Psychological DISORDERS – PDs (Part 4a)

I CAN’T HELP IT if I’m afraid of everything!

PREVIOUS: Psych Disorders (#3c)

POSTs: EGO States – summary

SITE: Re. PSYCH terms used as swear words

HUMOR: Hollywood PDs, as “Cars in the parking lot”

 

1. NORMAL  // 2. NEUROSES

3. PERSONALITY DISORDERS (PDs)
They are a group of 10 PMES mental/emotional illnesses,
consisting of  internal maladaptive – thinking (Ts), experiencing (Es) & behavior (As) – that deviate from norms & expectations of the person’s culture. These PDs make it very hard for the sufferers to accurately understand or relate to other people & situations.

PDs are pervasive & inflexible (unlike neuroses), have an onset in adolescence or early adulthood, are stable over time (consistent, persistent), & lead to emotional distress & impaired ‘normal’ functioning. Skodol, 2005 :
— PDs are about 15% of the US population, 10% worldwide
— They are usually chronic, & difficult to treat
— A person can be diagnosed with more than one PD, usually from the same cluster.
— Identifying a person’s specific PD (Axis I of the DSM) can help clinicians evaluate the risk of suicide & other psychological problems (any on Axis II) often accompanying PDs

This category fits into the hierarchy of mental states – Highest to Lowest functioning:
1. Healthy —-> 2. Neurotics —-> 3. Personality Disordered (PD)—-> 4. Sociopaths/Psychopaths —-> 5. Psychotics (who are not at all in reality)

●  All human traits range from
healthy & adaptive <—> to unhealthy & maladaptive.
PDs fall into the orange & red sectors, because the dysfunction affects
every part of a person’s life, usually as a result of an ongoing traumatic childhood. PDs tends to severely limit success in school, relationships, social encounters, work.

OVERVIEW – Main Symptoms of PDs
a. Distorted thinking patterns (CDs)
b. Over / under – regulated impulse control
• Odd / eccentric behavior patterns
• In some cases, periods of losing contact with reality (dissociations)
c. Interpersonal difficulties
• Avoid other people, feel empty & emotionally disconnected
• Trouble sustaining stable/close relationships (partners, children, professional helpers)

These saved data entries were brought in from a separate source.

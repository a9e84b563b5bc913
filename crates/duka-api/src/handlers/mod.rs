//! HTTP request handlers.

pub mod health;
pub mod orders;
pub mod payments;
pub mod webhooks;

pub use health::{health_check, liveness_check, readiness_check};
pub use orders::list_orders;
pub use payments::initiate_charge;
pub use webhooks::receive_webhook;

d. Problematic emotional responses
•  Overwhelmed by distress, anxiety, anger & worthlessness
• Trouble managing uncomfortable/painful emotions, especially without self-harming – use self-cutting, promiscuity, belligerent, withholding, chemical abuse… in order to ‘cope’ – but rarely harm others physically. Exceptions : bullying people,  torturing animals

CLUSTERSCHART
Based on similarities, PDs are grouped into:

A3 “odd, eccentric” types: social awkwardness & withdrawal (MORE….) .  Dominated by distorted thinking, & extremes, they go:
— from eccentricity to fantasy
— from lonely to schizoid hiding
— from distorted thinking to delusion to paranoia
— from projective identification to projecting guilt on to others…..
Paranoid (2%) “The world is hostile, so don’t trust anyone, & deal with people by being angry & attacking.”
Schizoid – “The world is scary so I withdraw from it (people), & don’t show any emotion or other needs/feelings”
Schizotypal – “The world is too scary, so I withdraw from it (people), & being a bit crazy, I don’t think clearly”

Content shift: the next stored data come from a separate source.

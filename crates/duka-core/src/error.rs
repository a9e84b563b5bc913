//! Error types and result handling for the payments core.
//!
//! Defines a structured error taxonomy with stable codes for client
//! disambiguation and HTTP status mapping. Covers idempotency, tenant
//! resolution, and infrastructure failures.

use thiserror::Error;

use crate::models::PaymentProvider;

/// Result type alias using `CoreError`.
pub type Result<T> = std::result::Result<T, CoreError>;

/// Storage-level error type for repository operations.
#[derive(Debug, Error)]
pub enum CoreError {
    /// Database operation failed.
    #[error("Database error: {0}")]
    Database(String),

    /// Entity not found.
    #[error("Not found: {0}")]
    NotFound(String),

    /// Constraint violation.
    #[error("Constraint violation: {0}")]
    ConstraintViolation(String),

    /// Invalid input.
    #[error("Invalid input: {0}")]
    InvalidInput(String),
}

impl CoreError {
    /// Returns whether this error is a unique-constraint violation.
    ///
    /// Duplicate webhook deliveries surface as unique violations on the
    /// `(provider, event_id)` index and must be treated as already-processed
    /// rather than failures.
    pub fn is_unique_violation(&self) -> bool {
        matches!(self, Self::ConstraintViolation(msg) if msg.starts_with("unique"))
    }
}

impl From<sqlx::Error> for CoreError {
    fn from(err: sqlx::Error) -> Self {
        match err {
            sqlx::Error::RowNotFound => Self::NotFound("requested entity not found".to_string()),
            sqlx::Error::Database(db_err) if db_err.is_unique_violation() => {
                Self::ConstraintViolation(format!("unique constraint violation: {}", db_err))
            },
            sqlx::Error::Database(db_err) if db_err.is_foreign_key_violation() => {
                Self::ConstraintViolation(format!("foreign key constraint violation: {}", db_err))
            },
            sqlx::Error::Database(db_err) if db_err.is_check_violation() => {
                Self::ConstraintViolation(format!("check constraint violation: {}", db_err))
            },
            _ => Self::Database(err.to_string()),
        }
    }
}

/// Platform error types with stable codes.
#[derive(Debug, Error)]
pub enum DukaError {
    // Request errors (E1001-E1003)
    /// Provider signature validation failed (E1001).
    #[error("[E1001] Invalid signature: provider signature validation failed")]
    InvalidSignature,

    /// Payload could not be parsed or is missing required fields (E1002).
    #[error("[E1002] Malformed payload: {detail}")]
    MalformedPayload {
        /// What was wrong with the payload.
        detail: String,
    },

    /// Webhook path named a provider we do not integrate with (E1003).
    #[error("[E1003] Unknown provider: {name}")]
    UnknownProvider {
        /// The provider segment as received.
        name: String,
    },

    // Idempotency errors (E1101-E1103)
    /// Delivery already recorded for this provider event (E1101).
    ///
    /// Not an error to the caller: duplicate deliveries are acknowledged as
    /// successful no-ops.
    #[error("[E1101] Duplicate delivery: {provider} event {event_id} already processed")]
    DuplicateDelivery {
        /// Provider that delivered the event.
        provider: PaymentProvider,
        /// The provider's own event identifier.
        event_id: String,
    },

    /// Duplicate request arrived while the original is still in flight (E1102).
    #[error("[E1102] Concurrent conflict: key {key} is being processed")]
    ConcurrentConflict {
        /// The contended idempotency key.
        key: String,
    },

    /// Financial mutation submitted without an idempotency key (E1103).
    ///
    /// The server never invents a key for payment mutations.
    #[error("[E1103] Missing idempotency key on financial mutation")]
    MissingIdempotencyKey,

    // Tenant errors (E2001-E2002)
    /// No tenant could be determined for a non-public path (E2001).
    #[error("[E2001] Tenant unresolved: no tenant header or recognizable subdomain")]
    TenantUnresolved,

    /// Tenant resolved but inactive or unknown (E2002).
    #[error("[E2002] Tenant forbidden")]
    TenantForbidden,

    // Infrastructure errors (E3001-E3002)
    /// Idempotency store unreachable (E3001).
    ///
    /// Fatal for payment-mutating operations, which fail closed.
    #[error("[E3001] Idempotency store unavailable: {detail}")]
    StoreUnavailable {
        /// Underlying store failure.
        detail: String,
    },

    /// PostgreSQL connection failed (E3002).
    #[error("[E3002] Database unavailable")]
    DatabaseUnavailable,

    /// Generic database error.
    #[error("Database error: {0}")]
    Database(#[from] sqlx::Error),

    /// Generic error for wrapping other errors.
    #[error(transparent)]
    Other(#[from] anyhow::Error),
}

impl DukaError {
    /// Returns the stable error code (E1001-E3002).
    pub const fn code(&self) -> &'static str {
        match self {
            Self::InvalidSignature => "E1001",
            Self::MalformedPayload { .. } => "E1002",
            Self::UnknownProvider { .. } => "E1003",
            Self::DuplicateDelivery { .. } => "E1101",
            Self::ConcurrentConflict { .. } => "E1102",
            Self::MissingIdempotencyKey => "E1103",
            Self::TenantUnresolved => "E2001",
            Self::TenantForbidden => "E2002",
            Self::StoreUnavailable { .. } => "E3001",
            Self::DatabaseUnavailable => "E3002",
            Self::Database(_) | Self::Other(_) => "E9999",
        }
    }

    /// Returns whether a caller should retry after this error.
    pub const fn is_retryable(&self) -> bool {
        matches!(
            self,
            Self::ConcurrentConflict { .. }
                | Self::StoreUnavailable { .. }
                | Self::DatabaseUnavailable
        )
    }
}

impl From<CoreError> for DukaError {
    fn from(err: CoreError) -> Self {
        Self::Other(anyhow::anyhow!(err.to_string()))
    }
}

#[cfg(test)]
mod tests {
    use super::*;

    #[test]
    fn error_codes_are_stable() {
        assert_eq!(DukaError::InvalidSignature.code(), "E1001");
        assert_eq!(
            DukaError::MalformedPayload { detail: "empty body".into() }.code(),
            "E1002"
        );
        assert_eq!(
            DukaError::DuplicateDelivery {
                provider: PaymentProvider::Mpesa,
                event_id: "ABC123".into()
            }
            .code(),
            "E1101"
        );
        assert_eq!(DukaError::ConcurrentConflict { key: "k".into() }.code(), "E1102");
        assert_eq!(DukaError::MissingIdempotencyKey.code(), "E1103");
        assert_eq!(DukaError::TenantUnresolved.code(), "E2001");
        assert_eq!(DukaError::TenantForbidden.code(), "E2002");
        assert_eq!(
            DukaError::StoreUnavailable { detail: "connection refused".into() }.code(),
            "E3001"
        );
    }

    #[test]
    fn retryable_errors_identified() {
        assert!(DukaError::ConcurrentConflict { key: "k".into() }.is_retryable());
        assert!(DukaError::StoreUnavailable { detail: "down".into() }.is_retryable());
        assert!(DukaError::DatabaseUnavailable.is_retryable());
        assert!(!DukaError::InvalidSignature.is_retryable());
        assert!(!DukaError::TenantUnresolved.is_retryable());
        assert!(!DukaError::MissingIdempotencyKey.is_retryable());
    }

    #[test]
    fn unique_violations_classified() {
        let err = CoreError::ConstraintViolation("unique constraint violation: dup".into());
        assert!(err.is_unique_violation());

        let err = CoreError::ConstraintViolation("foreign key constraint violation: x".into());
        assert!(!err.is_unique_violation());

        let err = CoreError::Database("timeout".into());
        assert!(!err.is_unique_violation());
    }
}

B4 “dramatic, emotional, erratic” types
UNDER- controlled: People in this cluster share the pattern of little or no impulse control & have trouble emotionally regulating themself. This can include failure to plan ahead, or to consider the long-term consequences of their actions. At the extreme they can end up getting into trouble (like breaking the law), & hurting others.

Antisocial (3%) “You can’t trust anyone & life’s unfair, so I take advantage of people & do whatever I like”
Borderline (1-2%) “Relationships & life are very unreliable, so I frantically do anything to keep people around”
Histrionic (2-3%) “I must be the center of attention, so I will be dramatic, flirtatious & highly emotional”
Narcissistic (1%) “I’ve always been told that I’m very important & the best, so I agree & act that way”

C 3 “anxious, fearful” types  
OVER- controlled: This group shares a pattern of social inhibition, a deep sense of inadequacy, & hyper-sensitivity to other people’s negative opinions. They’re afraid to try new things lest they embarrass themself, & get ridiculed or outright rejected. They hold back around others, so can come across as uptight & snobbish. They lack spontaneity, since every action must be considered for its potential to cause themself emotional pain

Avoidant (1-10%) Life is scary & rejecting, so I feel worthless & withdraw ”
Dependent (0.5%) “I’m worthless & can’t cope with life, so I cling to others & do what they tell me”
Obsessive/compulsive (1-8%?) “Everything around me is chaotic, so I have to be in control of myself & everything in my life, by being orderly & perfectionistic (MORE….)

Other PDs not in DSM IV
Cyclothymic: Mood swings from Hi to Lo, with evenness in between – not as extreme as Manic-Depression
Masochistic (self-defeating): A need to fail, deliberately putting obstacles in ones own way to cause themself
frustration, grief, setbacks & suffering

Passive-aggressive: See POSTS
<— Sadistic: Derive pleasure from harming or humiliating others, using aggressive, cruel, demeaning & manipulative behavior

NEXT: Personality Disorders (Part 4b)

Psychological DISORDERS – Neuroses (3c)


MY CHARACTER DEFECTS
are just twisted versions of the True me!

PREVIOUS: Disorders #3b


1. HEALTHY


2. NEUROSES
 – Different  Perspective (cont) a. Enneagram  //  b. Trauma

c. Transactional Analysis  – The IMPASSE
Def : 
A road or passage having no exit, as a cul-de-sac
A situation so difficult that no progress can be made. Deadlock/stalemate

In psychological terms, impasses are formed at Type 1, 2 & 3 developmental stages in childhood ⬇️, when script-decisions are made. Scripts – our unconscious plan for life /internal ‘story’ – are usually based on unmet needs & abuse.
This causes inner conflicts between one’s Parent & Child ego states, & usually experienced by the child first as a personal failure – an internalized sense of inadequacy. Scripts are presented by, repeated & reinforced by parents, wider family & society —

— in some cases positive, but most often harmful. (Gouldings’ 12 script themes – similar to ACoA Toxic Rules)   ✥ This shows the power & active participation of children in their own development.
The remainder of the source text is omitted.